EXERCISE GOAL:
Could you count the lines in the listing that include the word "client"? Give only the number.

--- GIVEN RECORDS Enclosed Below ---

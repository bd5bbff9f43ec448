// Fixed-size monospace page layout with lopdf

use lopdf::content::{Content, Operation};
use lopdf::{dictionary, Document, Object, ObjectId, Stream};

use crate::types::{AppError, AppResult};

// A4 in points
const PAGE_WIDTH: i64 = 595;
const PAGE_HEIGHT: i64 = 842;
const MARGIN: i64 = 56;

// Courier glyphs are 0.6 em wide: 80 columns of 10pt text take 480pt.
const FONT_SIZE: i64 = 10;
const LEADING: i64 = 12;

pub const COLUMNS: usize = 80;
pub const LINES_PER_PAGE: usize = ((PAGE_HEIGHT - 2 * MARGIN) / LEADING) as usize;

/// Render pre-wrapped lines onto A4 pages, one line per row, starting a new
/// page whenever the current one is full. No input still yields one blank
/// page so the result is always a valid document.
pub fn render_pages(lines: &[String]) -> AppResult<Vec<u8>> {
    let mut doc = Document::with_version("1.5");
    let pages_id = doc.new_object_id();

    let font_id = doc.add_object(dictionary! {
        "Type" => "Font",
        "Subtype" => "Type1",
        "BaseFont" => "Courier",
        "Encoding" => "WinAnsiEncoding",
    });
    let resources_id = doc.add_object(dictionary! {
        "Font" => dictionary! {
            "F1" => font_id,
        },
    });

    let empty: [String; 0] = [];
    let mut page_lines: Vec<&[String]> = lines.chunks(LINES_PER_PAGE).collect();
    if page_lines.is_empty() {
        page_lines.push(&empty);
    }

    let mut page_ids: Vec<ObjectId> = Vec::with_capacity(page_lines.len());
    for chunk in page_lines {
        let content = page_content(chunk);
        let encoded = content
            .encode()
            .map_err(|e| AppError::Internal(format!("Failed to encode page content: {}", e)))?;
        let content_id = doc.add_object(Stream::new(dictionary! {}, encoded));

        page_ids.push(doc.add_object(dictionary! {
            "Type" => "Page",
            "Parent" => pages_id,
            "Contents" => content_id,
        }));
    }

    let pages = dictionary! {
        "Type" => "Pages",
        "Kids" => page_ids.iter().map(|id| Object::Reference(*id)).collect::<Vec<Object>>(),
        "Count" => Object::Integer(page_ids.len() as i64),
        "Resources" => resources_id,
        "MediaBox" => vec![
            Object::Integer(0),
            Object::Integer(0),
            Object::Integer(PAGE_WIDTH),
            Object::Integer(PAGE_HEIGHT),
        ],
    };
    doc.objects.insert(pages_id, Object::Dictionary(pages));

    let catalog_id = doc.add_object(dictionary! {
        "Type" => "Catalog",
        "Pages" => pages_id,
    });
    doc.trailer.set("Root", catalog_id);
    doc.compress();

    let mut buffer = Vec::new();
    doc.save_to(&mut buffer)
        .map_err(|e| AppError::Internal(format!("Failed to write PDF: {}", e)))?;

    Ok(buffer)
}

fn page_content(lines: &[String]) -> Content {
    let mut operations = vec![
        Operation::new("BT", vec![]),
        Operation::new("Tf", vec!["F1".into(), Object::Integer(FONT_SIZE)]),
        Operation::new("TL", vec![Object::Integer(LEADING)]),
        Operation::new(
            "Td",
            vec![
                Object::Integer(MARGIN),
                Object::Integer(PAGE_HEIGHT - MARGIN - FONT_SIZE),
            ],
        ),
    ];

    for line in lines {
        if !line.is_empty() {
            operations.push(Operation::new(
                "Tj",
                vec![Object::string_literal(win_ansi(line))],
            ));
        }
        operations.push(Operation::new("T*", vec![]));
    }

    operations.push(Operation::new("ET", vec![]));
    Content { operations }
}

/// Encode for the standard 14 fonts. Anything outside Latin-1 becomes `?`.
fn win_ansi(line: &str) -> Vec<u8> {
    line.chars()
        .map(|c| match c as u32 {
            code @ 0x20..=0x7E | code @ 0xA0..=0xFF => code as u8,
            _ => b'?',
        })
        .collect()
}
use std::sync::Arc;
use std::time::Duration;

use tokio::time::{sleep, timeout, Instant};
use tracing::{debug, info, warn};

use super::dispatcher::ParsingDispatcher;
use super::registry::JobRegistry;
use crate::chunker::chunk;
use crate::models::{Document, DocumentPatch, DocumentStatus, ProcessingJob};
use crate::parsing::{JobStatusReport, ParsingService};
use crate::registrar::SourceRegistrar;
use crate::types::{AppError, AppResult};
use crate::utils::Backoff;

/// Polls a submitted job until the document reaches a terminal status.
///
/// Every poll renews the document's lease. The tracker never releases the
/// registry claim; the flow that claimed the document does.
#[derive(Clone)]
pub struct JobTracker {
    parser: Arc<dyn ParsingService>,
    registrar: SourceRegistrar,
    dispatcher: ParsingDispatcher,
    registry: JobRegistry,
    backoff: Backoff,
    poll_timeout: Duration,
    job_timeout: Duration,
    chunk_size: usize,
}

impl JobTracker {
    #[allow(clippy::too_many_arguments)]
    pub fn new(
        parser: Arc<dyn ParsingService>,
        registrar: SourceRegistrar,
        dispatcher: ParsingDispatcher,
        registry: JobRegistry,
        backoff: Backoff,
        poll_timeout: Duration,
        job_timeout: Duration,
        chunk_size: usize,
    ) -> Self {
        Self {
            parser,
            registrar,
            dispatcher,
            registry,
            backoff,
            poll_timeout,
            job_timeout,
            chunk_size,
        }
    }

    pub fn job_timeout(&self) -> Duration {
        self.job_timeout
    }

    /// Track a freshly submitted job with the full job budget.
    pub async fn track(&self, job: ProcessingJob) -> AppResult<Document> {
        self.track_until(job, Instant::now() + self.job_timeout).await
    }

    /// Track `job` until `deadline`. A resubmitted job gets a fresh budget.
    ///
    /// Service and timeout failures are recorded on the document, which is
    /// returned in its terminal state; only store errors surface as `Err`.
    /// If the document stops recording `job`, tracking ends and the
    /// document is returned as found.
    pub async fn track_until(&self, job: ProcessingJob, deadline: Instant) -> AppResult<Document> {
        let mut job = job;
        let mut deadline = deadline;
        let mut polls: u32 = 0;

        self.registry.activate(job.clone()).await;

        loop {
            let remaining = deadline.saturating_duration_since(Instant::now());
            if remaining.is_zero() {
                return self.expire(&job).await;
            }

            sleep(self.backoff.delay(polls).min(remaining)).await;
            polls += 1;

            let remaining = deadline.saturating_duration_since(Instant::now());
            if remaining.is_zero() {
                return self.expire(&job).await;
            }

            let polled = timeout(
                self.poll_timeout.min(remaining),
                self.parser.get_job_status(&job.job_id),
            )
            .await;

            match self.registrar.heartbeat(job.document_id, &job.job_id).await {
                Ok(true) => {}
                Ok(false) => {
                    info!(
                        document_id = %job.document_id,
                        job_id = %job.job_id,
                        "Document moved on from this job, stopping"
                    );
                    return self.registrar.get_document(job.document_id).await;
                }
                Err(e) => warn!(job_id = %job.job_id, error = %e, "Heartbeat failed"),
            }

            let report = match polled {
                Err(_) => {
                    warn!(job_id = %job.job_id, polls, "Status poll timed out");
                    continue;
                }
                Ok(Err(e)) if e.is_transient() => {
                    warn!(job_id = %job.job_id, polls, error = %e, "Status poll failed, will retry");
                    continue;
                }
                Ok(Err(e)) => return self.fail(&job, e.to_string()).await,
                Ok(Ok(report)) => report,
            };

            self.registry.touch(job.document_id).await;

            match report {
                JobStatusReport::Pending | JobStatusReport::Processing => {
                    debug!(job_id = %job.job_id, polls, "Parse job still running");
                }
                JobStatusReport::Completed { content, .. } => {
                    return self.complete(&job, content).await;
                }
                JobStatusReport::Failed { error, retryable }
                    if retryable && self.dispatcher.has_budget_after(job.attempt) =>
                {
                    warn!(
                        document_id = %job.document_id,
                        job_id = %job.job_id,
                        attempt = job.attempt,
                        error = %error,
                        "Parse job failed, resubmitting"
                    );
                    match self.dispatcher.resubmit(&job).await {
                        Ok(next) => {
                            job = next;
                            deadline = Instant::now() + self.job_timeout;
                            polls = 0;
                        }
                        Err(e) => {
                            // the dispatcher already recorded the failure
                            debug!(document_id = %job.document_id, error = %e, "Resubmission failed");
                            return self.registrar.get_document(job.document_id).await;
                        }
                    }
                }
                JobStatusReport::Failed { error, .. } => {
                    return self.fail(&job, error).await;
                }
            }
        }
    }

    async fn complete(&self, job: &ProcessingJob, content: String) -> AppResult<Document> {
        let chunks = chunk(&content, self.chunk_size);
        let chunk_count = chunks.len();

        let doc = self
            .registrar
            .update_status(
                job.document_id,
                &[DocumentStatus::Processing],
                DocumentPatch::completed(content, chunks).expecting_job(job.job_id.clone()),
            )
            .await?;
        info!(
            document_id = %doc.id,
            job_id = %job.job_id,
            chunks = chunk_count,
            "Document parsed"
        );
        Ok(doc)
    }

    async fn expire(&self, job: &ProcessingJob) -> AppResult<Document> {
        let error = AppError::Timeout(format!(
            "parse job {} did not finish within {:?}",
            job.job_id,
            self.job_timeout
        ));
        self.fail(job, error.to_string()).await
    }

    async fn fail(&self, job: &ProcessingJob, error: String) -> AppResult<Document> {
        warn!(
            document_id = %job.document_id,
            job_id = %job.job_id,
            error = %error,
            "Parse job failed"
        );
        self.registrar
            .update_status(
                job.document_id,
                &[DocumentStatus::Processing],
                DocumentPatch::failed(error).expecting_job(job.job_id.clone()),
            )
            .await
    }
}
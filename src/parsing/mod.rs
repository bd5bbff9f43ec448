//! External text-extraction service.
//!
//! The pipeline only sees [`ParsingService`] and the discriminated
//! [`JobStatusReport`]; wire payloads are validated into that shape at the
//! boundary so nothing downstream handles "completed without content".

use async_trait::async_trait;
use serde_json::Value;

use crate::types::{AppError, AppResult};

pub mod client;

pub use client::HttpParsingClient;

#[derive(Debug, Clone, PartialEq)]
pub enum JobStatusReport {
    Pending,
    Processing,
    Completed { content: String, metadata: Value },
    Failed { error: String, retryable: bool },
}

impl JobStatusReport {
    /// Build a report from the service's raw status fields.
    ///
    /// Unknown statuses and a completed job without content are permanent
    /// service errors.
    pub fn from_wire(
        status: &str,
        content: Option<String>,
        error: Option<String>,
        metadata: Option<Value>,
    ) -> AppResult<Self> {
        let status = status.trim().to_ascii_lowercase();
        if is_completed_status(&status) {
            return match content {
                Some(content) => Ok(JobStatusReport::Completed {
                    content,
                    metadata: metadata.unwrap_or(Value::Null),
                }),
                None => Err(AppError::PermanentService(
                    "Parsing service reported completion without content".to_string(),
                )),
            };
        }

        match status.as_str() {
            "pending" | "queued" | "submitted" => Ok(JobStatusReport::Pending),
            "processing" | "running" | "in_progress" | "started" => Ok(JobStatusReport::Processing),
            "failed" | "error" | "cancelled" | "canceled" => {
                let error = error
                    .filter(|e| !e.trim().is_empty())
                    .unwrap_or_else(|| "Parsing failed without an error message".to_string());
                let retryable = looks_transient(&error);
                Ok(JobStatusReport::Failed { error, retryable })
            }
            other => Err(AppError::PermanentService(format!(
                "Parsing service returned unknown job status '{}'",
                other
            ))),
        }
    }
}

/// Whether a raw status string means the job finished successfully.
pub fn is_completed_status(status: &str) -> bool {
    matches!(
        status.trim().to_ascii_lowercase().as_str(),
        "completed" | "success" | "succeeded" | "done"
    )
}

/// Submit documents for extraction and poll their jobs.
#[async_trait]
pub trait ParsingService: Send + Sync {
    /// Start a job for the document at `document_ref`. Returns the job handle.
    async fn submit_job(&self, document_ref: &str, document_id: &str) -> AppResult<String>;

    async fn get_job_status(&self, job_id: &str) -> AppResult<JobStatusReport>;
}

const TRANSIENT_MARKERS: &[&str] = &[
    "timeout",
    "timed out",
    "temporar",
    "rate limit",
    "too many requests",
    "unavailable",
    "overloaded",
    "try again",
    "connection reset",
    "429",
    "502",
    "503",
    "504",
];

/// Whether a service-reported failure message reads like a transient fault.
pub fn looks_transient(message: &str) -> bool {
    let message = message.to_ascii_lowercase();
    TRANSIENT_MARKERS.iter().any(|m| message.contains(m))
}

#[cfg(test)]
mod tests {
    use super::*;

    #[test]
    fn test_status_strings_are_case_insensitive() {
        assert_eq!(
            JobStatusReport::from_wire("PENDING", None, None, None).unwrap(),
            JobStatusReport::Pending
        );
        assert_eq!(
            JobStatusReport::from_wire("In_Progress", None, None, None).unwrap(),
            JobStatusReport::Processing
        );
        assert_eq!(
            JobStatusReport::from_wire("SUCCESS", Some("text".into()), None, None).unwrap(),
            JobStatusReport::Completed {
                content: "text".into(),
                metadata: Value::Null
            }
        );
    }

    #[test]
    fn test_completed_without_content_is_rejected() {
        assert!(matches!(
            JobStatusReport::from_wire("completed", None, None, None),
            Err(AppError::PermanentService(_))
        ));
    }

    #[test]
    fn test_failures_are_classified() {
        let report =
            JobStatusReport::from_wire("ERROR", None, Some("Upstream timeout, try again".into()), None)
                .unwrap();
        assert_eq!(
            report,
            JobStatusReport::Failed {
                error: "Upstream timeout, try again".into(),
                retryable: true
            }
        );

        let report =
            JobStatusReport::from_wire("failed", None, Some("Document is encrypted".into()), None)
                .unwrap();
        assert!(matches!(report, JobStatusReport::Failed { retryable: false, .. }));

        let report = JobStatusReport::from_wire("failed", None, None, None).unwrap();
        assert!(matches!(report, JobStatusReport::Failed { ref error, .. } if !error.is_empty()));
    }

    #[test]
    fn test_unknown_status_is_a_permanent_error() {
        assert!(matches!(
            JobStatusReport::from_wire("exploded", None, None, None),
            Err(AppError::PermanentService(_))
        ));
    }
}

--- End of Enclosed GIVEN RECORDS ---

TASK OUTPUT:
2